# Provided data

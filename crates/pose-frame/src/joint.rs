//! Pose landmark enumeration

use serde::{Deserialize, Serialize};

/// Body landmarks in estimator index order (33 total).
///
/// The counting pipeline only reads the shoulder and elbow joints; the rest
/// exist because the estimator emits them and the overlay renderer draws
/// them.
#[derive(Debug, Clone, Copy, PartialEq, Eq, Hash, Serialize, Deserialize)]
#[serde(rename_all = "snake_case")]
pub enum Joint {
    Nose = 0,
    LeftEyeInner = 1,
    LeftEye = 2,
    LeftEyeOuter = 3,
    RightEyeInner = 4,
    RightEye = 5,
    RightEyeOuter = 6,
    LeftEar = 7,
    RightEar = 8,
    MouthLeft = 9,
    MouthRight = 10,
    LeftShoulder = 11,
    RightShoulder = 12,
    LeftElbow = 13,
    RightElbow = 14,
    LeftWrist = 15,
    RightWrist = 16,
    LeftPinky = 17,
    RightPinky = 18,
    LeftIndex = 19,
    RightIndex = 20,
    LeftThumb = 21,
    RightThumb = 22,
    LeftHip = 23,
    RightHip = 24,
    LeftKnee = 25,
    RightKnee = 26,
    LeftAnkle = 27,
    RightAnkle = 28,
    LeftHeel = 29,
    RightHeel = 30,
    LeftFootIndex = 31,
    RightFootIndex = 32,
}

impl Joint {
    /// Number of landmarks the estimator emits per frame
    pub const COUNT: usize = 33;

    /// Estimator index of this landmark
    pub fn index(&self) -> usize {
        *self as usize
    }

    /// Landmark at the given estimator index
    pub fn from_index(index: usize) -> Option<Joint> {
        use Joint::*;
        const ALL: [Joint; Joint::COUNT] = [
            Nose,
            LeftEyeInner,
            LeftEye,
            LeftEyeOuter,
            RightEyeInner,
            RightEye,
            RightEyeOuter,
            LeftEar,
            RightEar,
            MouthLeft,
            MouthRight,
            LeftShoulder,
            RightShoulder,
            LeftElbow,
            RightElbow,
            LeftWrist,
            RightWrist,
            LeftPinky,
            RightPinky,
            LeftIndex,
            RightIndex,
            LeftThumb,
            RightThumb,
            LeftHip,
            RightHip,
            LeftKnee,
            RightKnee,
            LeftAnkle,
            RightAnkle,
            LeftHeel,
            RightHeel,
            LeftFootIndex,
            RightFootIndex,
        ];
        ALL.get(index).copied()
    }
}

#[cfg(test)]
mod tests {
    use super::*;

    #[test]
    fn test_index_mapping() {
        assert_eq!(Joint::LeftShoulder.index(), 11);
        assert_eq!(Joint::RightElbow.index(), 14);
        assert_eq!(Joint::from_index(12), Some(Joint::RightShoulder));
        assert_eq!(Joint::from_index(33), None);
    }

    #[test]
    fn test_from_index_is_inverse() {
        for i in 0..Joint::COUNT {
            let joint = Joint::from_index(i).unwrap();
            assert_eq!(joint.index(), i);
        }
    }
}
//! Repetition counting engine
//!
//! Real-time exercise repetition tracking from pose landmarks:
//! - Posture classification from shoulder/elbow geometry
//! - Debounced repetition state machine (Unknown/Down/Up)
//! - Per-frame analysis results for the session and display layers

pub mod analysis;
pub mod classifier;
pub mod config;
pub mod state;

pub use analysis::FrameAnalysis;
pub use classifier::{classify, has_required_joints, PostureSignal};
pub use config::EngineConfig;
pub use state::{CounterState, Phase};

use pose_frame::JointFrame;

/// Repetition counting module
pub struct RepEngine {
    config: EngineConfig,
    state: CounterState,
}

impl RepEngine {
    /// Create a new engine with configuration
    pub fn new(config: EngineConfig) -> Self {
        Self {
            config,
            state: CounterState::default(),
        }
    }

    /// Fold a single frame into the state machine.
    ///
    /// One frame is classified and committed fully before the next; callers
    /// must not interleave frames.
    pub fn analyze(&mut self, frame: &JointFrame) -> FrameAnalysis {
        let signal = classifier::classify(frame, &self.config);
        let rep_completed = self.state.apply(signal);

        FrameAnalysis {
            joints_detected: classifier::has_required_joints(frame),
            signal,
            phase: self.state.phase,
            count: self.state.count,
            rep_completed,
        }
    }

    /// Completed repetitions this session
    pub fn count(&self) -> u32 {
        self.state.count
    }

    /// Current posture phase
    pub fn phase(&self) -> Phase {
        self.state.phase
    }

    /// Clear the count and phase
    pub fn reset(&mut self) {
        self.state.reset();
    }
}

#[cfg(test)]
mod tests {
    use super::*;
    use pose_frame::{Joint, Point2};

    fn full_frame(shoulder_y: f32, elbow_y: f32, sequence: u32) -> JointFrame {
        let mut frame = JointFrame::new(sequence as u64 * 33, sequence);
        for i in 0..Joint::COUNT {
            if let Some(joint) = Joint::from_index(i) {
                frame.insert(joint, Point2::new(i as f32, 100.0));
            }
        }
        frame.insert(Joint::LeftShoulder, Point2::new(100.0, shoulder_y));
        frame.insert(Joint::RightShoulder, Point2::new(200.0, shoulder_y));
        frame.insert(Joint::LeftElbow, Point2::new(110.0, elbow_y));
        frame.insert(Joint::RightElbow, Point2::new(210.0, elbow_y));
        frame
    }

    #[test]
    fn test_full_pushup_cycle() {
        let mut engine = RepEngine::new(EngineConfig::default());

        let down = engine.analyze(&full_frame(320.0, 280.0, 1));
        assert_eq!(down.signal, PostureSignal::Down);
        assert_eq!(down.count, 0);
        assert!(!down.completed_rep());

        let up = engine.analyze(&full_frame(200.0, 280.0, 2));
        assert_eq!(up.signal, PostureSignal::Up);
        assert_eq!(up.count, 1);
        assert_eq!(up.rep_completed, Some(1));
    }

    #[test]
    fn test_detection_gap_does_not_lose_progress() {
        let mut engine = RepEngine::new(EngineConfig::default());

        engine.analyze(&full_frame(320.0, 280.0, 1));

        // Estimator loses the body for a frame.
        let gap = engine.analyze(&JointFrame::new(66, 2));
        assert!(!gap.joints_detected);
        assert_eq!(gap.signal, PostureSignal::Neither);
        assert_eq!(gap.phase, Phase::Down);

        let up = engine.analyze(&full_frame(200.0, 280.0, 3));
        assert_eq!(up.rep_completed, Some(1));
    }

    #[test]
    fn test_reset_clears_count_and_phase() {
        let mut engine = RepEngine::new(EngineConfig::default());
        engine.analyze(&full_frame(320.0, 280.0, 1));
        engine.analyze(&full_frame(200.0, 280.0, 2));
        assert_eq!(engine.count(), 1);

        engine.reset();
        assert_eq!(engine.count(), 0);
        assert_eq!(engine.phase(), Phase::Unknown);
    }
}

# Problem requirements
The material above should be retyped in full, exactly as given.

# Solution to this task
filename crates/pose-frame/src/joint.rs
//! Pose landmark enumeration

use serde::{Deserialize, Serialize};

/// Body landmarks in estimator index order (33 total).
///
/// The counting pipeline only reads the shoulder and elbow joints; the rest
/// exist because the estimator emits them and the overlay renderer draws
/// them.
#[derive(Debug, Clone, Copy, PartialEq, Eq, Hash, Serialize, Deserialize)]
#[serde(rename_all = "snake_case")]
pub enum Joint {
    Nose = 0,
    LeftEyeInner = 1,
    LeftEye = 2,
    LeftEyeOuter = 3,
    RightEyeInner = 4,
    RightEye = 5,
    RightEyeOuter = 6,
    LeftEar = 7,
    RightEar = 8,
    MouthLeft = 9,
    MouthRight = 10,
    LeftShoulder = 11,
    RightShoulder = 12,
    LeftElbow = 13,
    RightElbow = 14,
    LeftWrist = 15,
    RightWrist = 16,
    LeftPinky = 17,
    RightPinky = 18,
    LeftIndex = 19,
    RightIndex = 20,
    LeftThumb = 21,
    RightThumb = 22,
    LeftHip = 23,
    RightHip = 24,
    LeftKnee = 25,
    RightKnee = 26,
    LeftAnkle = 27,
    RightAnkle = 28,
    LeftHeel = 29,
    RightHeel = 30,
    LeftFootIndex = 31,
    RightFootIndex = 32,
}

impl Joint {
    /// Number of landmarks the estimator emits per frame
    pub const COUNT: usize = 33;

    /// Estimator index of this landmark
    pub fn index(&self) -> usize {
        *self as usize
    }

    /// Landmark at the given estimator index
    pub fn from_index(index: usize) -> Option<Joint> {
        use Joint::*;
        const ALL: [Joint; Joint::COUNT] = [
            Nose,
            LeftEyeInner,
            LeftEye,
            LeftEyeOuter,
            RightEyeInner,
            RightEye,
            RightEyeOuter,
            LeftEar,
            RightEar,
            MouthLeft,
            MouthRight,
            LeftShoulder,
            RightShoulder,
            LeftElbow,
            RightElbow,
            LeftWrist,
            RightWrist,
            LeftPinky,
            RightPinky,
            LeftIndex,
            RightIndex,
            LeftThumb,
            RightThumb,
            LeftHip,
            RightHip,
            LeftKnee,
            RightKnee,
            LeftAnkle,
            RightAnkle,
            LeftHeel,
            RightHeel,
            LeftFootIndex,
            RightFootIndex,
        ];
        ALL.get(index).copied()
    }
}

#[cfg(test)]
mod tests {
    use super::*;

    #[test]
    fn test_index_mapping() {
        assert_eq!(Joint::LeftShoulder.index(), 11);
        assert_eq!(Joint::RightElbow.index(), 14);
        assert_eq!(Joint::from_index(12), Some(Joint::RightShoulder));
        assert_eq!(Joint::from_index(33), None);
    }

    #[test]
    fn test_from_index_is_inverse() {
        for i in 0..Joint::COUNT {
            let joint = Joint::from_index(i).unwrap();
            assert_eq!(joint.index(), i);
        }
    }
}
//! Repetition counting engine
//!
//! Real-time exercise repetition tracking from pose landmarks:
//! - Posture classification from shoulder/elbow geometry
//! - Debounced repetition state machine (Unknown/Down/Up)
//! - Per-frame analysis results for the session and display layers

pub mod analysis;
pub mod classifier;
pub mod config;
pub mod state;

pub use analysis::FrameAnalysis;
pub use classifier::{classify, has_required_joints, PostureSignal};
pub use config::EngineConfig;
pub use state::{CounterState, Phase};

use pose_frame::JointFrame;

/// Repetition counting module
pub struct RepEngine {
    config: EngineConfig,
    state: CounterState,
}

impl RepEngine {
    /// Create a new engine with configuration
    pub fn new(config: EngineConfig) -> Self {
        Self {
            config,
            state: CounterState::default(),
        }
    }

    /// Fold a single frame into the state machine.
    ///
    /// One frame is classified and committed fully before the next; callers
    /// must not interleave frames.
    pub fn analyze(&mut self, frame: &JointFrame) -> FrameAnalysis {
        let signal = classifier::classify(frame, &self.config);
        let rep_completed = self.state.apply(signal);

        FrameAnalysis {
            joints_detected: classifier::has_required_joints(frame),
            signal,
            phase: self.state.phase,
            count: self.state.count,
            rep_completed,
        }
    }

    /// Completed repetitions this session
    pub fn count(&self) -> u32 {
        self.state.count
    }

    /// Current posture phase
    pub fn phase(&self) -> Phase {
        self.state.phase
    }

    /// Clear the count and phase
    pub fn reset(&mut self) {
        self.state.reset();
    }
}

#[cfg(test)]
mod tests {
    use super::*;
    use pose_frame::{Joint, Point2};

    fn full_frame(shoulder_y: f32, elbow_y: f32, sequence: u32) -> JointFrame {
        let mut frame = JointFrame::new(sequence as u64 * 33, sequence);
        for i in 0..Joint::COUNT {
            if let Some(joint) = Joint::from_index(i) {
                frame.insert(joint, Point2::new(i as f32, 100.0));
            }
        }
        frame.insert(Joint::LeftShoulder, Point2::new(100.0, shoulder_y));
        frame.insert(Joint::RightShoulder, Point2::new(200.0, shoulder_y));
        frame.insert(Joint::LeftElbow, Point2::new(110.0, elbow_y));
        frame.insert(Joint::RightElbow, Point2::new(210.0, elbow_y));
        frame
    }

    #[test]
    fn test_full_pushup_cycle() {
        let mut engine = RepEngine::new(EngineConfig::default());

        let down = engine.analyze(&full_frame(320.0, 280.0, 1));
        assert_eq!(down.signal, PostureSignal::Down);
        assert_eq!(down.count, 0);
        assert!(!down.completed_rep());

        let up = engine.analyze(&full_frame(200.0, 280.0, 2));
        assert_eq!(up.signal, PostureSignal::Up);
        assert_eq!(up.count, 1);
        assert_eq!(up.rep_completed, Some(1));
    }

    #[test]
    fn test_detection_gap_does_not_lose_progress() {
        let mut engine = RepEngine::new(EngineConfig::default());

        engine.analyze(&full_frame(320.0, 280.0, 1));

        // Estimator loses the body for a frame.
        let gap = engine.analyze(&JointFrame::new(66, 2));
        assert!(!gap.joints_detected);
        assert_eq!(gap.signal, PostureSignal::Neither);
        assert_eq!(gap.phase, Phase::Down);

        let up = engine.analyze(&full_frame(200.0, 280.0, 3));
        assert_eq!(up.rep_completed, Some(1));
    }

    #[test]
    fn test_reset_clears_count_and_phase() {
        let mut engine = RepEngine::new(EngineConfig::default());
        engine.analyze(&full_frame(320.0, 280.0, 1));
        engine.analyze(&full_frame(200.0, 280.0, 2));
        assert_eq!(engine.count(), 1);

        engine.reset();
        assert_eq!(engine.count(), 0);
        assert_eq!(engine.phase(), Phase::Unknown);
    }
}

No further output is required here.